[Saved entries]
Start of Block

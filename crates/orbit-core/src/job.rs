//! Deployment jobs: one job per instance and zone.

use std::fmt;

use serde::{Deserialize, Serialize};

use crate::ids::InstanceId;
use crate::zone::{Environment, ZoneId};

/// The kind of a deployment job, identified by the zone it deploys to.
#[derive(Debug, Clone, PartialEq, Eq, PartialOrd, Ord, Hash, Serialize, Deserialize)]
#[serde(transparent)]
pub struct JobType {
    zone: ZoneId,
}

impl JobType {
    pub fn of(zone: ZoneId) -> Self {
        Self { zone }
    }

    pub fn zone(&self) -> &ZoneId {
        &self.zone
    }

    pub fn is_production(&self) -> bool {
        self.zone.environment.is_production()
    }

    pub fn job_name(&self) -> String {
        match self.zone.environment {
            Environment::Test => "system-test".to_string(),
            Environment::Staging => "staging-test".to_string(),
            Environment::Prod => format!("production-{}", self.zone.region),
            Environment::Dev => format!("dev-{}", self.zone.region),
            Environment::Perf => format!("perf-{}", self.zone.region),
        }
    }
}

impl fmt::Display for JobType {
    fn fmt(&self, f: &mut fmt::Formatter<'_>) -> fmt::Result {
        f.write_str(&self.job_name())
    }
}

/// A job of a specific instance.
#[derive(Debug, Clone, PartialEq, Eq, PartialOrd, Ord, Hash, Serialize, Deserialize)]
pub struct JobId {
    pub instance: InstanceId,
    pub job_type: JobType,
}

impl JobId {
    pub fn new(instance: InstanceId, job_type: JobType) -> Self {
        Self { instance, job_type }
    }

    pub fn zone(&self) -> &ZoneId {
        self.job_type.zone()
    }

    pub fn table_key(&self) -> String {
        format!("{}/{}", self.instance.serialized_form(), self.job_type.job_name())
    }
}

impl fmt::Display for JobId {
    fn fmt(&self, f: &mut fmt::Formatter<'_>) -> fmt::Result {
        write!(f, "{} of {}", self.job_type, self.instance)
    }
}
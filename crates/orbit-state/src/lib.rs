//! orbit-state: persistent state and entity locks for Orbit.
//!
//! Backed by [redb](https://docs.rs/redb), stores applications, tenants,
//! version status, job runs, generated endpoints, notifications, packages
//! and the name-service queue.
//!
//! # Locking
//!
//! Every write goes through a lock guard obtained from the same store. Reads
//! take no lock. Writers follow "lock, read, modify, write" and hold the
//! guard across the whole span; `LockedApplication` and `LockedTenant` can
//! only be built from a guard, so a value that was modified without the
//! lock can't be persisted.
//!
//! All domain types are JSON-serialized into redb's `&[u8]` value columns.

pub mod application;
pub mod error;
pub mod lock;
pub mod locked;
pub mod store;
pub mod tables;
pub mod tenant;
pub mod types;

mod serde_maps;

pub use application::*;
pub use error::{StateError, StateResult};
pub use lock::{
    ApplicationLock, Lock, LockRegistry, NameServiceQueueLock, NotificationsLock, OsVersionLock,
    RotationLock, TenantLock, VersionStatusLock,
};
pub use locked::{
    LockedApplication, LockedAthenzTenant, LockedCloudTenant, LockedDeletedTenant, LockedTenant,
    LockedVariant,
};
pub use store::StateStore;
pub use tenant::*;
pub use types::*;
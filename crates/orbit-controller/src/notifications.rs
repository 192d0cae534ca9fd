//! Per-tenant notifications.

use std::sync::Arc;

use orbit_core::{Clock, TenantName};
use orbit_state::{
    Notification, NotificationLevel, NotificationSource, NotificationType, StateStore,
};
use tracing::debug;

use crate::error::ControllerResult;

/// Keeps the notification list of each tenant, one notification per source
/// and type.
#[derive(Clone)]
pub struct Notifier {
    store: StateStore,
    clock: Arc<dyn Clock>,
}

impl Notifier {
    pub fn new(store: StateStore, clock: Arc<dyn Clock>) -> Self {
        Self { store, clock }
    }

    /// Notifications of `source` and everything below it.
    pub fn list(&self, source: &NotificationSource) -> ControllerResult<Vec<Notification>> {
        Ok(self
            .store
            .read_notifications(&source.tenant)?
            .into_iter()
            .filter(|n| source.contains(&n.source))
            .collect())
    }

    /// Replace the notification of this exact source and type.
    pub fn set(
        &self,
        source: NotificationSource,
        kind: NotificationType,
        level: NotificationLevel,
        messages: Vec<String>,
    ) -> ControllerResult<()> {
        let tenant = source.tenant.clone();
        let lock = self.store.lock_notifications(&tenant)?;
        let mut notifications = self.store.read_notifications(&tenant)?;
        notifications.retain(|n| !(n.source == source && n.kind == kind));
        debug!(%tenant, ?kind, ?level, "setting notification");
        notifications.push(Notification {
            at: self.clock.now(),
            kind,
            level,
            source,
            messages,
        });
        self.store.write_notifications(&tenant, &notifications, &lock)?;
        Ok(())
    }

    /// Remove the notification of this exact source and type, if any.
    pub fn remove(&self, source: &NotificationSource, kind: NotificationType) -> ControllerResult<()> {
        self.remove_if(&source.tenant, |n| &n.source == source && n.kind == kind)
    }

    /// Remove every notification of `source` and its sub-sources.
    pub fn remove_all(&self, source: &NotificationSource) -> ControllerResult<()> {
        self.remove_if(&source.tenant, |n| source.contains(&n.source))
    }

    pub fn remove_if(
        &self,
        tenant: &TenantName,
        predicate: impl Fn(&Notification) -> bool,
    ) -> ControllerResult<()> {
        let lock = self.store.lock_notifications(tenant)?;
        let mut notifications = self.store.read_notifications(tenant)?;
        let before = notifications.len();
        notifications.retain(|n| !predicate(n));
        if notifications.len() != before {
            debug!(%tenant, removed = before - notifications.len(), "removed notifications");
            self.store.write_notifications(tenant, &notifications, &lock)?;
        }
        Ok(())
    }
}

#[cfg(test)]
mod tests {
    use super::*;
    use orbit_core::{InstanceId, ManualClock, ZoneId};

    fn notifier() -> Notifier {
        Notifier::new(StateStore::open_in_memory().unwrap(), Arc::new(ManualClock::at(100)))
    }

    #[test]
    fn set_replaces_same_source_and_type() {
        let notifier = notifier();
        let instance = InstanceId::from_parts("acme", "search", "default").unwrap();
        let source = NotificationSource::from_deployment(&instance, ZoneId::prod("us-east").unwrap());
        let warn = |m: &str| {
            notifier.set(
                source.clone(),
                NotificationType::ApplicationPackage,
                NotificationLevel::Warning,
                vec![m.to_string()],
            )
        };
        warn("old").unwrap();
        warn("new").unwrap();

        let listed = notifier
            .list(&NotificationSource::from_application(&instance.application_id()))
            .unwrap();
        assert_eq!(listed.len(), 1);
        assert_eq!(listed[0].messages, vec!["new".to_string()]);
        assert_eq!(listed[0].at, 100);

        notifier.remove(&source, NotificationType::Deployment).unwrap();
        assert_eq!(notifier.list(&source).unwrap().len(), 1);
        notifier.remove(&source, NotificationType::ApplicationPackage).unwrap();
        assert!(notifier.list(&source).unwrap().is_empty());
    }

    #[test]
    fn remove_all_covers_sub_sources() {
        let notifier = notifier();
        let search = InstanceId::from_parts("acme", "search", "default").unwrap();
        let feed = InstanceId::from_parts("acme", "feed", "default").unwrap();
        for (instance, zone) in [(&search, "us-east"), (&search, "eu-west"), (&feed, "us-east")] {
            notifier
                .set(
                    NotificationSource::from_deployment(instance, ZoneId::prod(zone).unwrap()),
                    NotificationType::Deployment,
                    NotificationLevel::Error,
                    vec!["failed".to_string()],
                )
                .unwrap();
        }

        notifier
            .remove_all(&NotificationSource::from_instance(&search))
            .unwrap();
        let left = notifier
            .list(&NotificationSource::from_tenant(search.tenant.clone()))
            .unwrap();
        assert_eq!(left.len(), 1);
        assert_eq!(left[0].source.application, Some(feed.application.clone()));
    }
}
/// Helper macro to avoid retyping the domain-like prefix eksctl uses for its own labels. When given no
/// parameters, this returns the prefix. When given a string literal parameter it adds `/parameter` to the end.
#[macro_export]
macro_rules! eksctl_domain {
    () => {
        "alpha.eksctl.io"
    };
    ($s:literal) => {
        concat!($crate::eksctl_domain!(), "/", $s)
    };
}

// Node label keys used to select the members of a nodegroup.
pub const NODEGROUP_NAME_LABEL: &str = eksctl_domain!("nodegroup-name");
pub const EKS_NODEGROUP_NAME_LABEL: &str = "eks.amazonaws.com/nodegroup";

// Pod annotations consulted while draining.
pub const DRAIN_POD_ANNOTATION: &str = "pod.alpha.kubernetes.io/drain";
pub const DRAIN_POD_ANNOTATION_FORCE: &str = "force";
pub const DRAIN_POD_ANNOTATION_IGNORE: &str = "ignore";
pub const DRAIN_POD_ANNOTATION_NEVER: &str = "never";
pub const MIRROR_POD_ANNOTATION: &str = "kubernetes.io/config.mirror";

// Pod phases after which a pod can always be removed.
pub const POD_PHASE_SUCCEEDED: &str = "Succeeded";
pub const POD_PHASE_FAILED: &str = "Failed";

pub const DAEMONSET_KIND: &str = "DaemonSet";
pub const STORAGE_MEDIUM_MEMORY: &str = "Memory";

// Eviction discovery.
pub const POLICY_API_GROUP: &str = "policy";
pub const EVICTION_KIND: &str = "Eviction";
pub const EVICTION_SUBRESOURCE: &str = "pods/eviction";
pub const CORE_API_VERSION: &str = "v1";

/// Matches DaemonSets in every namespace when used as the namespace of an ignore entry.
pub const NAMESPACE_ALL: &str = "";
pub const KUBE_SYSTEM_NAMESPACE: &str = "kube-system";

/// Used when a pod does not declare `terminationGracePeriodSeconds`.
pub const DEFAULT_TERMINATION_GRACE_PERIOD_SECONDS: i64 = 30;

/// DaemonSets whose pods are left in place when draining, as `(namespace, name)` pairs.
pub const DEFAULT_IGNORED_DAEMONSETS: &[(&str, &str)] = &[
    (KUBE_SYSTEM_NAMESPACE, "aws-node"),
    (KUBE_SYSTEM_NAMESPACE, "kube-proxy"),
    (NAMESPACE_ALL, "node-exporter"),
    (NAMESPACE_ALL, "prom-node-exporter"),
    (NAMESPACE_ALL, "weave-scope"),
    (NAMESPACE_ALL, "weave-scope-agent"),
    (NAMESPACE_ALL, "weave-net"),
];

End of Block

## [INSTRUCTIONS TO FOLLOW]
A single number is expected: how many lines of the data hold the string "LockedTenant".

## [RESPONSE]
2